Jason Crow (born March 15, 1979) is an American lawyer, veteran, and politician serving as the United States representative for  since 2019. Crow is the first member of the Democratic Party to represent the district, which encompasses several of Denver's eastern suburbs, including Aurora, Littleton, Centennial, and Thornton.

During his first term in Congress, Crow was an impeachment manager for President Donald Trump's first impeachment trial.

Early life and career 
Crow was born in Madison, Wisconsin, in 1979. He earned a Bachelor of Arts degree from the University of Wisconsin–Madison in 2002, and a Juris Doctor from the University of Denver Sturm College of Law in 2009.

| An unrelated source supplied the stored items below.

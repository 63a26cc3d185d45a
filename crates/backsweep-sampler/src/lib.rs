//! Reproducible parameter-space sampler.
//!
//! [`sample`] draws `N` independent [`ParamAssignment`]s from a
//! [`ParameterSpace`], seeded deterministically when a seed is supplied so
//! that two invocations of the same `(space, method, N, seed)` tuple produce
//! byte-identical sequences.

use indexmap::IndexMap;
use rand::{Rng, SeedableRng};
use rand_chacha::ChaCha8Rng;
use serde::{Deserialize, Serialize};
use thiserror::Error;

/// Numeric class a parameter is drawn as.
#[derive(Debug, Clone, Copy, PartialEq, Eq, Serialize, Deserialize)]
#[serde(rename_all = "snake_case")]
pub enum ParamClass {
    Int,
    Float,
}

/// Distribution a parameter is drawn from when no explicit `values` list is given.
#[derive(Debug, Clone, Copy, PartialEq, Eq, Serialize, Deserialize)]
#[serde(rename_all = "snake_case")]
pub enum Distribution {
    Uniform,
    LogUniform,
    Fixed,
}

/// How assignments are generated. Both variants currently sample N
/// independent draws from each parameter's distribution; a true Cartesian
/// grid enumeration is not implemented (matches the observed behavior of
/// the system this sampler's contract was distilled from).
#[derive(Debug, Clone, Copy, PartialEq, Eq, Serialize, Deserialize)]
#[serde(rename_all = "snake_case")]
pub enum SampleMethod {
    Grid,
    MonteCarlo,
}

/// A concrete drawn value: either an integer or a real number.
#[derive(Debug, Clone, Copy, PartialEq, Serialize, Deserialize)]
#[serde(untagged)]
pub enum ParamValue {
    Int(i64),
    Float(f64),
}

impl ParamValue {
    pub fn as_f64(&self) -> f64 {
        match self {
            ParamValue::Int(i) => *i as f64,
            ParamValue::Float(f) => *f,
        }
    }

    pub fn as_i64(&self) -> Option<i64> {
        match self {
            ParamValue::Int(i) => Some(*i),
            ParamValue::Float(_) => None,
        }
    }
}

/// A single parameter's descriptor: numeric class, distribution, optional
/// bounds, and an optional explicit value list. A present value list takes
/// precedence over the distribution (categorical draw).
#[derive(Debug, Clone, Serialize, Deserialize)]
pub struct ParamSpec {
    #[serde(rename = "type")]
    pub class: ParamClass,
    pub distribution: Distribution,
    #[serde(default)]
    pub min: Option<f64>,
    #[serde(default)]
    pub max: Option<f64>,
    #[serde(default)]
    pub values: Option<Vec<ParamValue>>,
}

/// Insertion-ordered mapping from parameter name to its descriptor, so the
/// RNG consumes parameters in config declaration order.
pub type ParameterSpace = IndexMap<String, ParamSpec>;

/// A concrete draw: one value per parameter, keyed the same way as its
/// originating [`ParameterSpace`].
pub type ParamAssignment = IndexMap<String, ParamValue>;

/// Sampler configuration: method, sample count, and optional reproducibility seed.
#[derive(Debug, Clone, Serialize, Deserialize)]
pub struct SamplerConfig {
    pub method: SampleMethod,
    pub samples: usize,
    #[serde(default)]
    pub seed: Option<u64>,
}

/// Errors raised while sampling a parameter space.
#[derive(Debug, Error, PartialEq)]
pub enum SamplerError {
    #[error("parameter {0:?} has no values and is missing min/max bounds")]
    MissingBounds(String),
    #[error("parameter {0:?} uses log_uniform but min is not > 0")]
    NonPositiveLogUniformMin(String),
    #[error("parameter {0:?} has min >= max")]
    InvalidRange(String),
}

/// Draw `config.samples` assignments from `space`.
///
/// `config.samples == 0` is a boundary case, not an error: it returns an
/// empty sequence without touching the RNG.
pub fn sample(
    space: &ParameterSpace,
    config: &SamplerConfig,
) -> Result<Vec<ParamAssignment>, SamplerError> {
    if config.samples == 0 {
        return Ok(Vec::new());
    }

    let mut rng = match config.seed {
        Some(seed) => ChaCha8Rng::seed_from_u64(seed),
        None => ChaCha8Rng::from_entropy(),
    };

    let mut out = Vec::with_capacity(config.samples);
    for _ in 0..config.samples {
        let mut assignment = ParamAssignment::with_capacity(space.len());
        for (name, spec) in space {
            let value = draw_one(name, spec, &mut rng)?;
            assignment.insert(name.clone(), value);
        }
        out.push(assignment);
    }
    Ok(out)
}

fn draw_one(
    name: &str,
    spec: &ParamSpec,
    rng: &mut ChaCha8Rng,
) -> Result<ParamValue, SamplerError> {
    if let Some(values) = &spec.values {
        if spec.distribution == Distribution::Fixed {
            return values
                .first()
                .copied()
                .ok_or_else(|| SamplerError::MissingBounds(name.to_string()));
        }
        if !values.is_empty() {
            let idx = rng.gen_range(0..values.len());
            return Ok(values[idx]);
        }
    }

    match spec.distribution {
        Distribution::Fixed => spec
            .min
            .map(|m| cast(m, spec.class))
            .ok_or_else(|| SamplerError::MissingBounds(name.to_string())),
        Distribution::Uniform => {
            let (min, max) = bounds(name, spec)?;
            let draw = rng.gen_range(min..max);
            Ok(cast(draw, spec.class))
        }
        Distribution::LogUniform => {
            let (min, max) = bounds(name, spec)?;
            if min <= 0.0 {
                return Err(SamplerError::NonPositiveLogUniformMin(name.to_string()));
            }
            let log_min = min.log10();
            let log_max = max.log10();
            let u = rng.gen_range(log_min..log_max);
            Ok(cast(10f64.powf(u), spec.class))
        }
    }
}

fn bounds(name: &str, spec: &ParamSpec) -> Result<(f64, f64), SamplerError> {
    let min = spec
        .min
        .ok_or_else(|| SamplerError::MissingBounds(name.to_string()))?;
    let max = spec
        .max
        .ok_or_else(|| SamplerError::MissingBounds(name.to_string()))?;
    if min >= max {
        return Err(SamplerError::InvalidRange(name.to_string()));
    }
    Ok((min, max))
}

fn cast(x: f64, class: ParamClass) -> ParamValue {
    match class {
        ParamClass::Int => ParamValue::Int(x.floor() as i64),
        ParamClass::Float => ParamValue::Float(x),
    }
}

#[cfg(test)]
mod tests {
    use super::*;

    fn uniform_int(min: f64, max: f64) -> ParamSpec {
        ParamSpec {
            class: ParamClass::Int,
            distribution: Distribution::Uniform,
            min: Some(min),
            max: Some(max),
            values: None,
        }
    }

    fn log_uniform_float(min: f64, max: f64) -> ParamSpec {
        ParamSpec {
            class: ParamClass::Float,
            distribution: Distribution::LogUniform,
            min: Some(min),
            max: Some(max),
            values: None,
        }
    }

    #[test]
    fn zero_samples_is_empty() {
        let space = ParameterSpace::new();
        let config = SamplerConfig {
            method: SampleMethod::MonteCarlo,
            samples: 0,
            seed: Some(1),
        };
        assert!(sample(&space, &config).unwrap().is_empty());
    }

    #[test]
    fn reproducible_with_seed() {
        let mut space = ParameterSpace::new();
        space.insert("window".to_string(), uniform_int(10.0, 500.0));
        space.insert("threshold".to_string(), log_uniform_float(0.5, 5.0));
        let config = SamplerConfig {
            method: SampleMethod::MonteCarlo,
            samples: 20,
            seed: Some(42),
        };
        let first = sample(&space, &config).unwrap();
        let second = sample(&space, &config).unwrap();
        assert_eq!(first.len(), 20);
        for (a, b) in first.iter().zip(second.iter()) {
            assert_eq!(a, b);
        }
    }

    #[test]
    fn int_class_draws_within_range() {
        let mut space = ParameterSpace::new();
        space.insert("window".to_string(), uniform_int(10.0, 20.0));
        let config = SamplerConfig {
            method: SampleMethod::Grid,
            samples: 200,
            seed: Some(7),
        };
        for assignment in sample(&space, &config).unwrap() {
            let v = assignment.get("window").unwrap().as_i64().unwrap();
            assert!((10..20).contains(&v), "v={v}");
        }
    }

    #[test]
    fn log_uniform_within_bounds() {
        let mut space = ParameterSpace::new();
        space.insert("threshold".to_string(), log_uniform_float(0.5, 5.0));
        let config = SamplerConfig {
            method: SampleMethod::MonteCarlo,
            samples: 500,
            seed: Some(3),
        };
        for assignment in sample(&space, &config).unwrap() {
            let v = assignment.get("threshold").unwrap().as_f64();
            assert!((0.5..5.0).contains(&v), "v={v}");
        }
    }

    #[test]
    fn log_uniform_rejects_nonpositive_min() {
        let mut space = ParameterSpace::new();
        space.insert("x".to_string(), log_uniform_float(0.0, 5.0));
        let config = SamplerConfig {
            method: SampleMethod::MonteCarlo,
            samples: 1,
            seed: Some(1),
        };
        assert_eq!(
            sample(&space, &config).unwrap_err(),
            SamplerError::NonPositiveLogUniformMin("x".to_string())
        );
    }

    #[test]
    fn categorical_values_take_precedence() {
        let mut space = ParameterSpace::new();
        space.insert(
            "mode".to_string(),
            ParamSpec {
                class: ParamClass::Int,
                distribution: Distribution::Uniform,
                min: None,
                max: None,
                values: Some(vec![ParamValue::Int(1), ParamValue::Int(2), ParamValue::Int(3)]),
            },
        );
        let config = SamplerConfig {
            method: SampleMethod::MonteCarlo,
            samples: 50,
            seed: Some(9),
        };
        for assignment in sample(&space, &config).unwrap() {
            let v = assignment.get("mode").unwrap().as_i64().unwrap();
            assert!((1..=3).contains(&v));
        }
    }

    #[test]
    fn fixed_distribution_returns_first_value_or_min() {
        let mut space = ParameterSpace::new();
        space.insert(
            "a".to_string(),
            ParamSpec {
                class: ParamClass::Float,
                distribution: Distribution::Fixed,
                min: None,
                max: None,
                values: Some(vec![ParamValue::Float(2.5)]),
            },
        );
        space.insert(
            "b".to_string(),
            ParamSpec {
                class: ParamClass::Float,
                distribution: Distribution::Fixed,
                min: Some(1.5),
                max: None,
                values: None,
            },
        );
        let config = SamplerConfig {
            method: SampleMethod::Grid,
            samples: 1,
            seed: Some(1),
        };
        let result = &sample(&space, &config).unwrap()[0];
        assert_eq!(result.get("a").unwrap().as_f64(), 2.5);
        assert_eq!(result.get("b").unwrap().as_f64(), 1.5);
    }

    #[test]
    fn enumeration_order_matches_insertion() {
        let mut space = ParameterSpace::new();
        space.insert("z".to_string(), uniform_int(0.0, 1.0));
        space.insert("a".to_string(), uniform_int(0.0, 1.0));
        let names: Vec<&String> = space.keys().collect();
        assert_eq!(names, vec!["z", "a"]);
    }

    proptest::proptest! {
        #[test]
        fn prop_log_uniform_log_is_uniform(seed in 0u64..1000) {
            let mut space = ParameterSpace::new();
            space.insert("x".to_string(), log_uniform_float(1.0, 1000.0));
            let config = SamplerConfig { method: SampleMethod::MonteCarlo, samples: 1, seed: Some(seed) };
            let v = sample(&space, &config).unwrap()[0].get("x").unwrap().as_f64();
            proptest::prop_assert!(v >= 1.0 && v < 1000.0);
            let log_v = v.log10();
            proptest::prop_assert!(log_v >= 0.0 && log_v < 3.0);
        }
    }
}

Crow is a former Army Ranger. He served three tours of duty in Iraq and Afghanistan as part of the 82nd Airborne Division and 75th Ranger Regiment. Crow took part in the Battle of Samawah in 2003 as a platoon leader in the 82nd Airborne Division; for his actions during the battle, he was awarded the Bronze Star. Crow served on the Colorado Board of Veterans Affairs from 2009 to 2014. After service, Crow became partner with the Holland and Hart Law Firm. In 2015, he received the University of Denver's Ammi Hyde Award for Recent Graduate Achievement.

U.S. House of Representatives

Elections

2018 

On April 17, 2017, Crow announced his intention to run against four-term Republican incumbent Mike Coffman to represent Colorado's 6th congressional district in the United States House of Representatives.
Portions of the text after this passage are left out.